By David Hudson on 05/08/2009
[Updated through 5/10]
"'Rudo y Cursi,' the debut film by Carlos Cuarón, has a bit of everything. Comedy, drama, satire, nostalgia, sports, music, city, country, tits, ass - all you could ever want, really," writes Eric Hynes at indieWIRE. "The first film produced under the Cha Cha Cha shingle - the union of Mexico's cuddly auteurist trinity Alfonso Cuarón, Guillermo del Toro and Alejandro González Iñárritu - 'Rudo y Cursi' is an eager-to-please, mainstream entertainment machine. But as in a well oiled, whirring contraption that skips a gear, the moving parts never click into a working film. Tap on it and it topples."
"Beto and Tato Verdusco are half brothers who work together at a banana plantation and live with their extended family in a village in southern Mexico," begins AO Scott in the New York Times. "When the two of them are suddenly (and somewhat improbably) plucked from rural proletarian obscurity and turned into professional soccer players in Mexico City, they achieve fame as Rudo and Cursi, nicknames that can be translated more or less as tough and corny. 'Rudo y Cursi' lives up to its name, as do its sweet and scrappy heroes, who are played with antic energy by Diego Luna (Beto, the tough one) and Gael García Bernal (Tato, the corny one)."
"'Rudo y Cursi' is as fatalistic as any film noir," writes J Hoberman in the Voice, "but it's played for cartoonish screwball comedy. At once smooth and frantic, filled with cozy clutter and vulgar jive, the movie subsumes its moralizing in frat-house entertainment. What justice can you expect from a world where a man turns on the TV and learns that he's been dumped by his fiancée, or a death threat is followed by the request for an autograph?"
"It's a big screen telenovela that glides along breezily, just skimming the surface of plausibility but never quite making much of a lasting impression," finds Seth Abramovitch in Movieline. "It's frequently funny, though, and much of the credit for what works here goes to the enormously talented two stars, whose chemistry you just can't fake."
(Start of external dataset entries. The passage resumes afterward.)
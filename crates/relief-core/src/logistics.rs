//! Per-post logistics stock.
//!
//! Every stock change goes through [`LogisticsLedger::record`], which
//! appends a transaction and moves the item's balance in one atomic step.
//! Creating an item with stock records that stock as an opening IN
//! movement, so the balance always equals the replayed log.

use chrono::Utc;
use relief_db::Store;
use relief_ledger::{TransactionBuilder, opening_transaction};
use relief_types::{
    Actor, BalanceCheck, Direction, ItemId, ItemType, LogisticsItem, LogisticsTransaction, Page,
    PostId, SortOrder, TransactionPage,
};
use serde::{Deserialize, Serialize};
use tracing::{debug, info, warn};

use crate::config::LogisticsConfig;
use crate::error::ReliefError;
use crate::validate;

/// Input for adding an item to a post.
#[derive(Debug, Clone, PartialEq, Eq, Deserialize)]
pub struct NewItem {
    /// Item name, e.g. "Rice".
    pub item_name: String,
    /// Counting unit, e.g. "sack".
    pub unit: String,
    /// Category.
    pub item_type: ItemType,
    /// Stock on hand at creation.
    #[serde(default)]
    pub initial_stock: i64,
}

/// A stock movement to record.
#[derive(Debug, Clone, PartialEq, Eq, Deserialize)]
pub struct StockMovement {
    /// IN or OUT.
    pub direction: Direction,
    /// Units moved.
    pub quantity: i64,
    /// Donor, recipient or reason.
    #[serde(default)]
    pub note: Option<String>,
}

/// A recorded movement and the balance it produced.
#[derive(Debug, Clone, PartialEq, Eq, Serialize)]
pub struct RecordedMovement {
    /// The appended transaction.
    pub transaction: LogisticsTransaction,
    /// Item balance after the movement.
    pub current_stock: i64,
}

/// Stock items and their append-only transaction logs.
#[derive(Debug, Clone)]
pub struct LogisticsLedger {
    store: Store,
    limits: LogisticsConfig,
}

impl LogisticsLedger {
    /// Ledger over the given store with the given page limits.
    pub const fn new(store: Store, limits: LogisticsConfig) -> Self {
        Self { store, limits }
    }

    /// Add an item to a post.
    ///
    /// # Errors
    ///
    /// [`ReliefError::Validation`] for a blank name or unit or a negative
    /// initial stock, [`ReliefError::NotFound`] for an unknown post.
    pub async fn create_item(
        &self,
        post_id: PostId,
        input: NewItem,
        actor: &Actor,
    ) -> Result<LogisticsItem, ReliefError> {
        validate::actor(actor)?;
        validate::non_blank("item_name", &input.item_name)?;
        validate::non_blank("unit", &input.unit)?;

        let item_id = ItemId::new();
        let opening = opening_transaction(item_id, input.initial_stock, actor)?;
        let item = LogisticsItem {
            id: item_id,
            posko_id: post_id,
            item_name: input.item_name,
            unit: input.unit,
            item_type: input.item_type,
            current_stock: 0,
            created_at: Utc::now(),
        };

        let stored = self.store.insert_item(&item, opening).await.map_err(|err| {
            let err = ReliefError::from(err);
            warn!(post_id = %post_id, error = %err, "Item creation rejected");
            err
        })?;

        info!(
            item_id = %stored.id,
            post_id = %post_id,
            item_name = %stored.item_name,
            current_stock = stored.current_stock,
            actor = %actor,
            "Logistics item created"
        );
        Ok(stored)
    }

    /// Record a stock movement. An OUT larger than the balance is refused
    /// and leaves the balance untouched.
    ///
    /// # Errors
    ///
    /// [`ReliefError::Validation`] for a non-positive quantity,
    /// [`ReliefError::NotFound`] for an unknown item,
    /// [`ReliefError::InsufficientStock`] for an overdraw.
    pub async fn record(
        &self,
        item_id: ItemId,
        movement: StockMovement,
        actor: &Actor,
    ) -> Result<RecordedMovement, ReliefError> {
        validate::actor(actor)?;
        let transaction = TransactionBuilder::new(item_id, movement.direction)
            .quantity(movement.quantity)
            .maybe_note(movement.note)
            .recorded_by(actor.clone())
            .build()?;

        match self.store.record_transaction(transaction).await {
            Ok((transaction, current_stock)) => {
                info!(
                    item_id = %item_id,
                    direction = ?transaction.direction,
                    quantity = transaction.quantity,
                    current_stock,
                    actor = %actor,
                    "Stock movement recorded"
                );
                Ok(RecordedMovement {
                    transaction,
                    current_stock,
                })
            }
            Err(err) => {
                let err = ReliefError::from(err);
                warn!(
                    item_id = %item_id,
                    direction = ?movement.direction,
                    quantity = movement.quantity,
                    error = %err,
                    "Stock movement refused"
                );
                Err(err)
            }
        }
    }

    /// The page window for a listing request. A missing limit takes the
    /// configured default; any limit is clamped to `1..=max_page_size`.
    pub fn page(&self, offset: u64, limit: Option<u32>, order: SortOrder) -> Page {
        let limit = limit
            .unwrap_or(self.limits.default_page_size)
            .clamp(1, self.limits.max_page_size.max(1));
        Page {
            offset,
            limit,
            order,
        }
    }

    /// One page of an item's transaction log.
    ///
    /// # Errors
    ///
    /// [`ReliefError::NotFound`] for an unknown item.
    pub async fn list_transactions(
        &self,
        item_id: ItemId,
        page: &Page,
    ) -> Result<TransactionPage, ReliefError> {
        let page = self.page(page.offset, Some(page.limit), page.order);
        let result = self.store.page_transactions(item_id, &page).await?;
        debug!(
            item_id = %item_id,
            offset = page.offset,
            returned = result.transactions.len(),
            total = result.total,
            "Transaction page served"
        );
        Ok(result)
    }

    /// Delete an item with its transaction log. Returns the number of
    /// transactions removed.
    ///
    /// # Errors
    ///
    /// [`ReliefError::NotFound`] for an unknown item.
    pub async fn delete_item(&self, item_id: ItemId, actor: &Actor) -> Result<u64, ReliefError> {
        validate::actor(actor)?;
        let deleted_transactions = self.store.delete_item(item_id).await?;
        info!(item_id = %item_id, deleted_transactions, actor = %actor, "Logistics item deleted");
        Ok(deleted_transactions)
    }

    /// Look up an item.
    ///
    /// # Errors
    ///
    /// [`ReliefError::NotFound`] for an unknown item.
    pub async fn get_item(&self, item_id: ItemId) -> Result<LogisticsItem, ReliefError> {
        self.store
            .get_item(item_id)
            .await?
            .ok_or_else(|| ReliefError::not_found("item", item_id))
    }

    /// Items held at a post.
    ///
    /// # Errors
    ///
    /// [`ReliefError::NotFound`] for an unknown post.
    pub async fn list_items(&self, post_id: PostId) -> Result<Vec<LogisticsItem>, ReliefError> {
        if self.store.get_post(post_id).await?.is_none() {
            return Err(ReliefError::not_found("post", post_id));
        }
        Ok(self.store.list_items(post_id).await?)
    }

    /// Replay an item's log and compare it with the stored balance.
    ///
    /// # Errors
    ///
    /// [`ReliefError::NotFound`] for an unknown item.
    pub async fn verify_item(&self, item_id: ItemId) -> Result<BalanceCheck, ReliefError> {
        let check = self.store.verify_item(item_id).await?;
        if let BalanceCheck::Drift { expected, recorded } = check {
            warn!(item_id = %item_id, expected, recorded, "Stock balance drift detected");
        }
        Ok(check)
    }
}

#[cfg(test)]
#[allow(clippy::unwrap_used)]
mod tests {
    use super::*;
    use crate::events::{EventLifecycleManager, NewEvent};
    use crate::posts::{NewPost, ReliefPostRegistry};

    fn operator() -> Actor {
        Actor::new("op-3")
    }

    async fn setup() -> (LogisticsLedger, PostId) {
        let store = Store::memory();
        let event = EventLifecycleManager::new(store.clone())
            .create(
                NewEvent {
                    title: String::from("Flood A"),
                    location: String::from("Riverside"),
                    description: String::new(),
                },
                &operator(),
            )
            .await
            .unwrap();
        let post = ReliefPostRegistry::new(store.clone())
            .create(
                event.id,
                NewPost {
                    name: String::from("Shelter 1"),
                    location: String::from("Village hall"),
                    capacity: 10,
                    pic_name: String::from("Budi"),
                    pic_phone: String::from("0812"),
                    photo: None,
                    map_link: None,
                },
                &operator(),
            )
            .await
            .unwrap();
        (LogisticsLedger::new(store, LogisticsConfig::default()), post.id)
    }

    fn rice(initial_stock: i64) -> NewItem {
        NewItem {
            item_name: String::from("Rice"),
            unit: String::from("sack"),
            item_type: ItemType::Food,
            initial_stock,
        }
    }

    fn movement(direction: Direction, quantity: i64) -> StockMovement {
        StockMovement {
            direction,
            quantity,
            note: None,
        }
    }

    #[tokio::test]
    async fn rice_stock_follows_the_ledger() {
        let (ledger, post_id) = setup().await;
        let item = ledger.create_item(post_id, rice(50), &operator()).await.unwrap();
        assert_eq!(item.current_stock, 50);

        let after_in = ledger
            .record(item.id, movement(Direction::In, 20), &operator())
            .await
            .unwrap();
        assert_eq!(after_in.current_stock, 70);

        let overdraw = ledger
            .record(item.id, movement(Direction::Out, 90), &operator())
            .await;
        assert!(matches!(
            overdraw,
            Err(ReliefError::InsufficientStock {
                available: 70,
                requested: 90,
                ..
            })
        ));
        assert_eq!(ledger.get_item(item.id).await.unwrap().current_stock, 70);

        let drained = ledger
            .record(item.id, movement(Direction::Out, 70), &operator())
            .await
            .unwrap();
        assert_eq!(drained.current_stock, 0);
        assert_eq!(
            ledger.verify_item(item.id).await.unwrap(),
            BalanceCheck::Balanced { balance: 0 }
        );
    }

    #[tokio::test]
    async fn invalid_quantities_are_validation_errors() {
        let (ledger, post_id) = setup().await;
        let negative = ledger.create_item(post_id, rice(-1), &operator()).await;
        assert!(matches!(negative, Err(ReliefError::Validation(_))));

        let item = ledger.create_item(post_id, rice(0), &operator()).await.unwrap();
        let zero = ledger
            .record(item.id, movement(Direction::In, 0), &operator())
            .await;
        assert!(matches!(zero, Err(ReliefError::Validation(_))));
    }

    #[tokio::test]
    async fn pages_are_clamped_and_restartable() {
        let (ledger, post_id) = setup().await;
        let item = ledger.create_item(post_id, rice(5), &operator()).await.unwrap();
        for quantity in 1..=4 {
            ledger
                .record(item.id, movement(Direction::In, quantity), &operator())
                .await
                .unwrap();
        }

        let first = ledger
            .list_transactions(item.id, &ledger.page(0, Some(2), SortOrder::OldestFirst))
            .await
            .unwrap();
        assert_eq!(first.total, 5);
        assert_eq!(first.next_offset, Some(2));
        assert_eq!(first.transactions.first().map(|t| t.quantity), Some(5));

        let newest = ledger
            .list_transactions(item.id, &ledger.page(0, Some(1), SortOrder::NewestFirst))
            .await
            .unwrap();
        assert_eq!(newest.transactions.first().map(|t| t.quantity), Some(4));

        assert_eq!(ledger.page(0, Some(0), SortOrder::OldestFirst).limit, 1);
        assert_eq!(ledger.page(0, Some(10_000), SortOrder::OldestFirst).limit, 500);
        assert_eq!(ledger.page(0, None, SortOrder::OldestFirst).limit, 50);
    }

    #[tokio::test]
    async fn deleting_an_item_drops_its_log() {
        let (ledger, post_id) = setup().await;
        let item = ledger.create_item(post_id, rice(5), &operator()).await.unwrap();
        ledger
            .record(item.id, movement(Direction::Out, 2), &operator())
            .await
            .unwrap();
        assert_eq!(ledger.delete_item(item.id, &operator()).await.unwrap(), 2);
        assert!(matches!(
            ledger.get_item(item.id).await,
            Err(ReliefError::NotFound { entity: "item", .. })
        ));
        assert!(ledger.list_items(post_id).await.unwrap().is_empty());
    }
}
"'Rudo y Cursi' begins as a delightful satire of the tackiness and crass excess of the nouveau riche, blessed with the same loose, improvisational, French New Wave-inspired vibe, stellar performances, and dynamite chemistry of 'Y Tu Mamá Tambien,'" writes Nathan Rabin at the AV Club. "Yet Cuarón's light touch abandons him once the film takes an unfortunate detour into contrived melodrama."
"You keep thinking back on how 'También' looked at the outset like a typical teen sex comedy and gently morphed into something sadder and wiser," writes IFC guest critic Gene Seymour. "This time, you're set up by the rueful tone and gritty surroundings for something grander than a typical sports movie - only to end up with less than you expected, even from a typical sports movie."
"[D]espite the shaky, prowling camera capturing glimpses of Latin American poverty, this is, at heart, a glossy party film," finds Henry Stewart in the L Magazine.
Cuarón "turns the farce into a gag-starved 'Dumb and Dumber,'" argues Bill Weber in Slant.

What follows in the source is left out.